■ **What the exercise asks**
State how many lines of the entries below hold the word "unwrap"; reply with nothing but the number.
▬▬▬▬▬▬
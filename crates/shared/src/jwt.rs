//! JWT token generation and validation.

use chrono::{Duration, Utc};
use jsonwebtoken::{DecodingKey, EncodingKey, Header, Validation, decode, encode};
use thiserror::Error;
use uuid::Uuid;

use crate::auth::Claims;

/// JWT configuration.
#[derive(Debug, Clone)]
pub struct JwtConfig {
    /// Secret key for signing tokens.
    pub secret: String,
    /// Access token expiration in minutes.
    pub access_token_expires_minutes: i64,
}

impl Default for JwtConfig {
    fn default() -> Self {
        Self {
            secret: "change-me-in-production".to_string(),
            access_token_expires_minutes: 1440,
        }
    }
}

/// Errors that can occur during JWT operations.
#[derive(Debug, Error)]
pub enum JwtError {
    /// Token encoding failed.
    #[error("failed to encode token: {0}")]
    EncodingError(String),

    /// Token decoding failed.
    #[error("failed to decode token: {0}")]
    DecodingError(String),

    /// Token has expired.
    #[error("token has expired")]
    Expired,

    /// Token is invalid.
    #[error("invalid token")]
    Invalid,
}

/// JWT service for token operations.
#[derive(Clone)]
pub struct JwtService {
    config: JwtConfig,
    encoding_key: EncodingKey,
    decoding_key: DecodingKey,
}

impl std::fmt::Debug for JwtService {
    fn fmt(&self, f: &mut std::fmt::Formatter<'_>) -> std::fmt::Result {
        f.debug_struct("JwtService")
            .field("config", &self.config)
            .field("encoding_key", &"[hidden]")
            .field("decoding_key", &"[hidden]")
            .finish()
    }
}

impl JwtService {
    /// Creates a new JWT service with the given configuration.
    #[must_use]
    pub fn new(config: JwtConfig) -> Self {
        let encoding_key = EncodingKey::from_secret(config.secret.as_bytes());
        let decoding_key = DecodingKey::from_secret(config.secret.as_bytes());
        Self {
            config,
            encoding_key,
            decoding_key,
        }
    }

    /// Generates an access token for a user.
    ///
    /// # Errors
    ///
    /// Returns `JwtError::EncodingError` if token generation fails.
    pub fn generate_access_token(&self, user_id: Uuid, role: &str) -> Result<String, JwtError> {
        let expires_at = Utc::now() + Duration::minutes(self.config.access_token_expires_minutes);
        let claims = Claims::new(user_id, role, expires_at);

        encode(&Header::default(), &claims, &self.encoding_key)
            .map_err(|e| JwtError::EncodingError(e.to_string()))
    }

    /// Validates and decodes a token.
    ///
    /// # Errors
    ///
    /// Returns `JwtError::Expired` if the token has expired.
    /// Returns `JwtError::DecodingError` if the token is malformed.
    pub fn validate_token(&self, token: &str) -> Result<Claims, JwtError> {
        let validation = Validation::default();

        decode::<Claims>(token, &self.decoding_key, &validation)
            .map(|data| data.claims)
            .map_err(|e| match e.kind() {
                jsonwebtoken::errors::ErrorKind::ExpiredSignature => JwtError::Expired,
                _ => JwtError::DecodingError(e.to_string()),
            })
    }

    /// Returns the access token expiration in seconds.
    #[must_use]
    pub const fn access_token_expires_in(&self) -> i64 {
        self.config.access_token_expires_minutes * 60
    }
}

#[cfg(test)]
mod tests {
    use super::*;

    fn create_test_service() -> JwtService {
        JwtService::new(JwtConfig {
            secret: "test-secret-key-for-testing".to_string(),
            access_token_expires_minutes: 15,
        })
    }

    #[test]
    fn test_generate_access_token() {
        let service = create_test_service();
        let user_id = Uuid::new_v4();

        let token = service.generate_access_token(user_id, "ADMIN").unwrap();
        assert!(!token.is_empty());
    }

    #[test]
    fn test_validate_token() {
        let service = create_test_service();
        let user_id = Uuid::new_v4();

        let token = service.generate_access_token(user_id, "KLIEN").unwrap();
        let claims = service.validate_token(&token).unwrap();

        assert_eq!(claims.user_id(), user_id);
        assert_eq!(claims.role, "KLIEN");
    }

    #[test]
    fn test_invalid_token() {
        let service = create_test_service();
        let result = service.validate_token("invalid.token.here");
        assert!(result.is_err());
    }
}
▬▬▬▬▬▬
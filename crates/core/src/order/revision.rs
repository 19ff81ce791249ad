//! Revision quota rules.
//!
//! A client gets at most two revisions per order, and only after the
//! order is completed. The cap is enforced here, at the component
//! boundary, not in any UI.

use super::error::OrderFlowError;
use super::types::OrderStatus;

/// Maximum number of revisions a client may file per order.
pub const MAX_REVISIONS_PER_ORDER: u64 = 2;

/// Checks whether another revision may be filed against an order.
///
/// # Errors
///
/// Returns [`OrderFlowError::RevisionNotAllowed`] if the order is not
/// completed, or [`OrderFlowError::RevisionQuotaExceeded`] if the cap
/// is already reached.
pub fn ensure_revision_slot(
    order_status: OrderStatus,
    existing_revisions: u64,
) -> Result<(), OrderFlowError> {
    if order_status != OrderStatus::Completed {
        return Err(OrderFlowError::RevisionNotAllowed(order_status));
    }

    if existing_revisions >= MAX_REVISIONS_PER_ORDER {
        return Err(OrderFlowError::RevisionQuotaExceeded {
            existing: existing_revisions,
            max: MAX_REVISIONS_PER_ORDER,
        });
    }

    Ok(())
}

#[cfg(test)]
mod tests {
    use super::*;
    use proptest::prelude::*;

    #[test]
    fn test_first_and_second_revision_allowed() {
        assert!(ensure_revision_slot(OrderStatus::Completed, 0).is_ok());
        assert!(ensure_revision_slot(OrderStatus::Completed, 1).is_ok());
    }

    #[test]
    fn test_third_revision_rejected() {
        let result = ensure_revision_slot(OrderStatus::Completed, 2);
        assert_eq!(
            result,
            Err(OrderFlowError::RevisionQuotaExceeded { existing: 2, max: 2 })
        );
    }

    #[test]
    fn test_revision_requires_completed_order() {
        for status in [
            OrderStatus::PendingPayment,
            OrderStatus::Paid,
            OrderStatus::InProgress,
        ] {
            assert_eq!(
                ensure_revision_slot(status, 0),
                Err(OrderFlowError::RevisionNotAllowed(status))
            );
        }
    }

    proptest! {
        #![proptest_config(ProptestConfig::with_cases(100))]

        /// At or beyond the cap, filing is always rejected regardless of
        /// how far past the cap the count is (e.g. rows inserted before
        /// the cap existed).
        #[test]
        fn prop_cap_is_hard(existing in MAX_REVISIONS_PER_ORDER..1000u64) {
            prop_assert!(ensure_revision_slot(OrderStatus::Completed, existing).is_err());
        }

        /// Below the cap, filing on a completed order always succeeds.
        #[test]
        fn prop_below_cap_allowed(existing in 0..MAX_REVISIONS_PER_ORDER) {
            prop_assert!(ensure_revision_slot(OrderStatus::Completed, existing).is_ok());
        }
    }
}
▬▬▬▬▬▬
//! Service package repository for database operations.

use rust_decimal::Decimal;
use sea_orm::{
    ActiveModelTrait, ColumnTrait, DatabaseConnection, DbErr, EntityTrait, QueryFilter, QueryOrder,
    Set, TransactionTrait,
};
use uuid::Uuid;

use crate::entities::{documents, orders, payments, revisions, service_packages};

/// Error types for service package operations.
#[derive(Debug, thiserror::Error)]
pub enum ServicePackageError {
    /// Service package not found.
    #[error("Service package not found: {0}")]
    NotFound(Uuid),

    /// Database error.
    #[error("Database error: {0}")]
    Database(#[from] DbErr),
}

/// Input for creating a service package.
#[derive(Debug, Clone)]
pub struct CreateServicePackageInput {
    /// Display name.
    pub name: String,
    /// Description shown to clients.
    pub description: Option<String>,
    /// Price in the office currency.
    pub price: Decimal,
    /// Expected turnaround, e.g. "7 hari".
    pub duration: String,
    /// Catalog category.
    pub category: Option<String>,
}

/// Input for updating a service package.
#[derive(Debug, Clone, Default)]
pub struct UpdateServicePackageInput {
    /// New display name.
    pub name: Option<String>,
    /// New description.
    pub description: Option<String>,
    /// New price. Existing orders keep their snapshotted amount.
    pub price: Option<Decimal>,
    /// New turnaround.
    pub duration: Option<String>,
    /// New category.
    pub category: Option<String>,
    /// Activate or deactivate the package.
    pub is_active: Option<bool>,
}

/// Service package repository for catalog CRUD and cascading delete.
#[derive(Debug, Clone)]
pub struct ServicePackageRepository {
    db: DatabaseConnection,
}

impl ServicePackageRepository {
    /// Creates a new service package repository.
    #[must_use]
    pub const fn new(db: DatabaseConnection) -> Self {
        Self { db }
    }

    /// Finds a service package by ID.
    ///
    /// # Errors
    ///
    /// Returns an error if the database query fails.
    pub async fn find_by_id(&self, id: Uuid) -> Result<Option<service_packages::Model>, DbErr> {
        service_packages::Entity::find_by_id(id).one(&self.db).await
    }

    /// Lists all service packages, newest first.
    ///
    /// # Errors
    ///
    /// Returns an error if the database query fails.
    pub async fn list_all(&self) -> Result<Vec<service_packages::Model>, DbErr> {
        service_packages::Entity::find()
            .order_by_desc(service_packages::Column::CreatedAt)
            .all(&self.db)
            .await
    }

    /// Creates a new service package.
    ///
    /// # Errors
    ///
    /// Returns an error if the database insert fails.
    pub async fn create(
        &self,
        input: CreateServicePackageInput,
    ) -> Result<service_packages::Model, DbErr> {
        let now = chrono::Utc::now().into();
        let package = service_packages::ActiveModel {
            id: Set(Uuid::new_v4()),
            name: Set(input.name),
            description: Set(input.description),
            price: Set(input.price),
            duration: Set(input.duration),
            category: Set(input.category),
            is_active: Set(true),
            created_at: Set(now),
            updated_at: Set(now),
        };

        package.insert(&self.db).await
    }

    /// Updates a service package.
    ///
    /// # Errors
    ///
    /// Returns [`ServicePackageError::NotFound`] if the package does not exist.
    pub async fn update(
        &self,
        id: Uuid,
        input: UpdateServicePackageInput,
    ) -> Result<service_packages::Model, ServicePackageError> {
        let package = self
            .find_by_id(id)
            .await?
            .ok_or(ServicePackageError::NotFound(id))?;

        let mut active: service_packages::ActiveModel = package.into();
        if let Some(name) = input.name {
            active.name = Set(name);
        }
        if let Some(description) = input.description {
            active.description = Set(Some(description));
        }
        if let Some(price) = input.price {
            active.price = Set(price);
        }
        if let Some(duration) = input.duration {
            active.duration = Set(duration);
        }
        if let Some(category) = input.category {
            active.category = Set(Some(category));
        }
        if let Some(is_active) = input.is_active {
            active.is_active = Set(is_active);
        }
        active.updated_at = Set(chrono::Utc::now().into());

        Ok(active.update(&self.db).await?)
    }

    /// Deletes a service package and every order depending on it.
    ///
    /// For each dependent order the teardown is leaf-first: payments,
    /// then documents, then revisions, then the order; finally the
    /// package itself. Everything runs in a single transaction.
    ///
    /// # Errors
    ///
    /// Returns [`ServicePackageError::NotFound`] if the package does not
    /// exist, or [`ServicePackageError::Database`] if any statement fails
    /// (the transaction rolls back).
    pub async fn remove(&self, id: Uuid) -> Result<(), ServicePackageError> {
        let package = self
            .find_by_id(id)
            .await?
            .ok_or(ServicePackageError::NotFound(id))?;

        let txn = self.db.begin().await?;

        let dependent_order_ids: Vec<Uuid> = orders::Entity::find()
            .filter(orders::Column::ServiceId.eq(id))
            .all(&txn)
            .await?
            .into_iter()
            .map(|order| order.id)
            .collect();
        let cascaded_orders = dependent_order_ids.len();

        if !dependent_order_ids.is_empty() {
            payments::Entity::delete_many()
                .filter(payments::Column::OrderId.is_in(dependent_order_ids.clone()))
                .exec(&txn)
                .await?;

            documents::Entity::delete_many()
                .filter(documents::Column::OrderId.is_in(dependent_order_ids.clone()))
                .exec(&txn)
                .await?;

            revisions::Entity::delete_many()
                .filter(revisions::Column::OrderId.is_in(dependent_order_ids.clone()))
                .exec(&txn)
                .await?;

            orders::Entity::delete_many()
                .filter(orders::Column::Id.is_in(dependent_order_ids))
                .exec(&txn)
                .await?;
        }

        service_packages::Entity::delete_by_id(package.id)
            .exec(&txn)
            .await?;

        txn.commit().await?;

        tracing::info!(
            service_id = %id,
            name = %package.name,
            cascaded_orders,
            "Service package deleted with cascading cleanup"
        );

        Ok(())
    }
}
▬▬▬▬▬▬
■ **Solution to this task**
3